For specifics based on your height, weight, activity level and even the temperature, there are many calculators online to determine exactly how much water you should drink each day.
What are the best ways to increase your daily water intake?
When you consider all the benefits of water, it only makes sense that a quest for healthier living starts with drinking more water.
The best ways to increase your daily water intake include:
- Increase how much water you drink each day incrementally. Don’t jump from none to 2 liters. Your body won’t know what to do with that! Instead, increase your daily water intake by 8 oz. every three days until you get to the best amount for you. If you aren’t much of a water drinker, taking it slow will help!
- Days 1-3: Add 8 oz. of water to the amount you currently drink. Spread it out — adding half a cup in the morning and half a cup before lunch.
- Days 4-6: To your new total, add 8 oz. more. Spread it out — adding half a cup mid-morning and half a cup before dinner.
- Days 7-9: Add 8 oz. more. An easy way to do this is to increase your morning cup of water and the amount you drink before lunch.
- Days 10+: Keep adding a cup of water every three days until you are drinking what your body needs.

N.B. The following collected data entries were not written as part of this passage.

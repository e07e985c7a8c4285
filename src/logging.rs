//! Diagnostics go to stderr so stdout stays reserved for the outcome token.
use anyhow::{anyhow, Result};
use tracing_subscriber::{fmt, layer::SubscriberExt, util::SubscriberInitExt, EnvFilter};

/// Install the global tracing subscriber.
///
/// `RUST_LOG` wins when set; otherwise the crate logs at info, or debug with
/// `--verbose`.
pub fn init_tracing(verbose: bool) -> Result<()> {
    let default_directive = if verbose {
        "vprovision=debug,warn"
    } else {
        "vprovision=info,warn"
    };
    let env_filter = EnvFilter::try_from_default_env()
        .or_else(|_| EnvFilter::try_new(default_directive))
        .unwrap_or_else(|_| EnvFilter::new("info"));

    tracing_subscriber::registry()
        .with(env_filter)
        .with(
            fmt::layer()
                .with_writer(std::io::stderr)
                .with_target(verbose)
                .compact(),
        )
        .try_init()
        .map_err(|err| anyhow!("initialize logging: {err}"))
}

- Drink water earlier in the day. Getting your water in is a lot easier if you start early in the day (like when you wake up) and don’t guzzle it all before bed (so you don’t need bathroom breaks).
- Track your water intake. Honestly, it’s really hard to keep up with how much water to drink if you don’t track it somehow. You can use a fitness tracker or fitness app if you have one. Or you can go “old school” with our handy chart!
- Use a marked water bottle to keep track! I love this “motivational” water bottle that includes marks to track water consumption by time of day AND encouraging messages!
Have I convinced you about the benefits of water? Are you ready to take the plunge toward healthier living? I sure hope so!